[[ Supplied data, beginning ]]
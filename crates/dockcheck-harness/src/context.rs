//! Per-run state: the plan derived from discovery and the resources created
//! while executing it.

use std::fmt;

use dockcheck_common::config::HarnessConfig;
use dockcheck_common::constants::{
    APP_NAME, ENV_REGISTER_HOSTNAME, ENV_REGISTER_KEY, ENV_REGISTER_RESOURCES, ENV_SERVER_URL,
};
use dockcheck_common::error::Result;
use dockcheck_common::types::{
    ContainerId, ContainerRole, ContainerState, EnvBindings, ImageRef, RunId,
};
use dockcheck_runtime::backend::ContainerRuntime;
use dockcheck_runtime::discovery;
use serde::Serialize;
use tempfile::TempDir;

use crate::pipeline::PipelineDefinition;

/// Identity and image of one worker, fixed before anything is provisioned.
#[derive(Debug, Clone, PartialEq, Eq)]
pub struct WorkerDescriptor {
    /// Position in discovery order (0-based).
    pub index: usize,
    /// Image the worker runs.
    pub image: ImageRef,
    /// Hostname the worker registers under (`host-{index}`).
    pub hostname: String,
    /// Resource the worker advertises (`foo{index}`).
    pub resource: String,
    /// Registration secret shared with the server.
    pub registration_key: String,
}

impl WorkerDescriptor {
    /// Describes worker `index`.
    #[must_use]
    pub fn new(index: usize, image: ImageRef, registration_key: impl Into<String>) -> Self {
        Self {
            index,
            image,
            hostname: format!("host-{index}"),
            resource: format!("foo{index}"),
            registration_key: registration_key.into(),
        }
    }

    /// Environment bound into the worker container, pointing it at `server_url`.
    #[must_use]
    pub fn env(&self, server_url: &str) -> EnvBindings {
        EnvBindings::new()
            .with(ENV_SERVER_URL, server_url)
            .with(ENV_REGISTER_KEY, &self.registration_key)
            .with(ENV_REGISTER_HOSTNAME, &self.hostname)
            .with(ENV_REGISTER_RESOURCES, &self.resource)
    }
}

/// Everything decided before the first container is created.
#[derive(Debug, Clone)]
pub struct RunPlan {
    /// Identifier labelling every container of the run.
    pub run_id: RunId,
    /// Server image.
    pub server_image: ImageRef,
    /// Workers, in discovery order. Their count is the expected node count.
    pub workers: Vec<WorkerDescriptor>,
    /// Unit of work submitted once the server is ready.
    pub work: PipelineDefinition,
}

impl RunPlan {
    /// Builds a plan from explicit images.
    #[must_use]
    pub fn new(
        run_id: RunId,
        server_image: ImageRef,
        worker_images: Vec<ImageRef>,
        registration_key: &str,
        work: PipelineDefinition,
    ) -> Self {
        let workers = worker_images
            .into_iter()
            .enumerate()
            .map(|(index, image)| WorkerDescriptor::new(index, image, registration_key))
            .collect();
        Self {
            run_id,
            server_image,
            workers,
            work,
        }
    }

    /// Discovers local images and builds a plan around them.
    ///
    /// The registration key comes from the configuration, or is generated
    /// fresh for this run.
    ///
    /// # Errors
    ///
    /// Returns an error if images cannot be listed or no server image exists.
    pub fn discover(
        runtime: &dyn ContainerRuntime,
        config: &HarnessConfig,
        work: PipelineDefinition,
    ) -> Result<Self> {
        let images = discovery::discover(
            runtime,
            &config.server.image_filter,
            &config.workers.image_filter,
        )?;
        let key = config
            .workers
            .registration_key
            .clone()
            .unwrap_or_else(|| uuid::Uuid::new_v4().to_string());
        Ok(Self::new(
            RunId::generate(),
            images.server.id,
            images.workers.into_iter().map(|w| w.id).collect(),
            &key,
            work,
        ))
    }
}

/// Where the server can be reached.
#[derive(Debug, Clone, PartialEq, Eq, Serialize)]
pub struct ServerEndpoint {
    /// Management base URL as seen from the host.
    pub management_url: String,
    /// Server URL as seen from worker containers.
    pub worker_url: String,
}

/// A container created during a run.
#[derive(Debug, Clone, PartialEq, Eq, Serialize)]
pub struct TrackedContainer {
    /// Runtime identifier.
    pub id: ContainerId,
    /// Server or worker.
    pub role: ContainerRole,
    /// Human-readable label (`server`, `host-1`, ...).
    pub label: String,
    /// Last known state.
    pub state: ContainerState,
}

impl fmt::Display for TrackedContainer {
    fn fmt(&self, f: &mut fmt::Formatter<'_>) -> fmt::Result {
        write!(f, "{} {} ({})", self.role, self.label, self.id)
    }
}

/// Mutable state of one run.
///
/// Owned by exactly one run and only mutated from its thread of control.
#[derive(Debug)]
pub struct RunContext {
    run_id: RunId,
    workers: Vec<WorkerDescriptor>,
    work: PipelineDefinition,
    containers: Vec<TrackedContainer>,
    staged: Vec<TempDir>,
}

impl RunContext {
    /// Starts tracking a run with nothing created yet.
    #[must_use]
    pub fn new(run_id: RunId, workers: Vec<WorkerDescriptor>, work: PipelineDefinition) -> Self {
        Self {
            run_id,
            workers,
            work,
            containers: Vec::new(),
            staged: Vec::new(),
        }
    }

    /// Starts tracking the run described by `plan`.
    #[must_use]
    pub fn from_plan(plan: RunPlan) -> Self {
        Self::new(plan.run_id, plan.workers, plan.work)
    }

    /// Run identifier.
    #[must_use]
    pub const fn run_id(&self) -> &RunId {
        &self.run_id
    }

    /// Runtime name for the container labelled `label`.
    #[must_use]
    pub fn container_name(&self, label: &str) -> String {
        format!("{APP_NAME}-{}-{label}", self.run_id)
    }

    /// Worker descriptors, in discovery order.
    #[must_use]
    pub fn workers(&self) -> &[WorkerDescriptor] {
        &self.workers
    }

    /// The unit of work.
    #[must_use]
    pub const fn work(&self) -> &PipelineDefinition {
        &self.work
    }

    /// Records a freshly created container.
    pub fn track(&mut self, id: ContainerId, role: ContainerRole, label: impl Into<String>) {
        self.containers.push(TrackedContainer {
            id,
            role,
            label: label.into(),
            state: ContainerState::Created,
        });
    }

    /// Updates the recorded state of a container.
    pub fn mark(&mut self, id: &ContainerId, state: ContainerState) {
        if let Some(c) = self.containers.iter_mut().find(|c| &c.id == id) {
            c.state = state;
        }
    }

    /// Takes ownership of a staged host directory until teardown.
    pub fn stage(&mut self, dir: TempDir) {
        self.staged.push(dir);
    }

    /// Every container created so far, in creation order.
    #[must_use]
    pub fn containers(&self) -> &[TrackedContainer] {
        &self.containers
    }

    /// The container created for the worker labelled `hostname`.
    #[must_use]
    pub fn container_for(&self, hostname: &str) -> Option<&TrackedContainer> {
        self.containers
            .iter()
            .find(|c| c.role == ContainerRole::Worker && c.label == hostname)
    }

    /// Containers not yet removed.
    pub fn outstanding(&self) -> impl Iterator<Item = &TrackedContainer> {
        self.containers
            .iter()
            .filter(|c| c.state != ContainerState::Removed)
    }

    /// Host paths of the staged directories.
    pub fn staged_paths(&self) -> impl Iterator<Item = &std::path::Path> {
        self.staged.iter().map(TempDir::path)
    }

    pub(crate) fn take_staged(&mut self) -> Vec<TempDir> {
        std::mem::take(&mut self.staged)
    }
}

#[cfg(test)]
mod tests {
    use dockcheck_runtime::fake::FakeRuntime;

    use super::*;

    #[test]
    fn worker_env_carries_identity_and_server_url() {
        let worker = WorkerDescriptor::new(2, ImageRef::new("sha256:a"), "secret");
        let env = worker.env("https://172.17.0.2:8154/go");
        assert_eq!(env.get(ENV_SERVER_URL), Some("https://172.17.0.2:8154/go"));
        assert_eq!(env.get(ENV_REGISTER_KEY), Some("secret"));
        assert_eq!(env.get(ENV_REGISTER_HOSTNAME), Some("host-2"));
        assert_eq!(env.get(ENV_REGISTER_RESOURCES), Some("foo2"));
    }

    #[test]
    fn discovered_plan_shares_one_generated_key() {
        let runtime = FakeRuntime::new()
            .with_image("sha256:s", "gocd/gocd-server:v1")
            .with_image("sha256:a", "gocd/gocd-agent-alpine:v1")
            .with_image("sha256:b", "gocd/gocd-agent-debian:v1");
        let plan =
            RunPlan::discover(&runtime, &HarnessConfig::default(), PipelineDefinition::default())
                .unwrap();
        assert_eq!(plan.server_image.as_str(), "sha256:s");
        assert_eq!(plan.workers.len(), 2);
        assert_eq!(plan.workers[1].hostname, "host-1");
        assert!(!plan.workers[0].registration_key.is_empty());
        assert_eq!(plan.workers[0].registration_key, plan.workers[1].registration_key);
    }

    #[test]
    fn configured_key_is_used_verbatim() {
        let runtime = FakeRuntime::new()
            .with_image("sha256:s", "gocd/gocd-server:v1")
            .with_image("sha256:a", "gocd/gocd-agent-alpine:v1");
        let mut config = HarnessConfig::default();
        config.workers.registration_key = Some("fixed-key".into());
        let plan = RunPlan::discover(&runtime, &config, PipelineDefinition::default()).unwrap();
        assert_eq!(plan.workers[0].registration_key, "fixed-key");
    }

    #[test]
    fn outstanding_skips_removed_containers() {
        let mut ctx = RunContext::new(RunId::new("r"), Vec::new(), PipelineDefinition::default());
        ctx.track(ContainerId::new("a"), ContainerRole::Server, "server");
        ctx.track(ContainerId::new("b"), ContainerRole::Worker, "host-0");
        ctx.mark(&ContainerId::new("b"), ContainerState::Removed);
        let left: Vec<_> = ctx.outstanding().map(|c| c.label.as_str()).collect();
        assert_eq!(left, vec!["server"]);
        assert!(ctx.container_for("host-0").is_some());
    }
}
[[ Supplied data, end ]]
### Task details
How many lines in the records above contain the word "tracking"? Answer with the number alone.

### Answer
2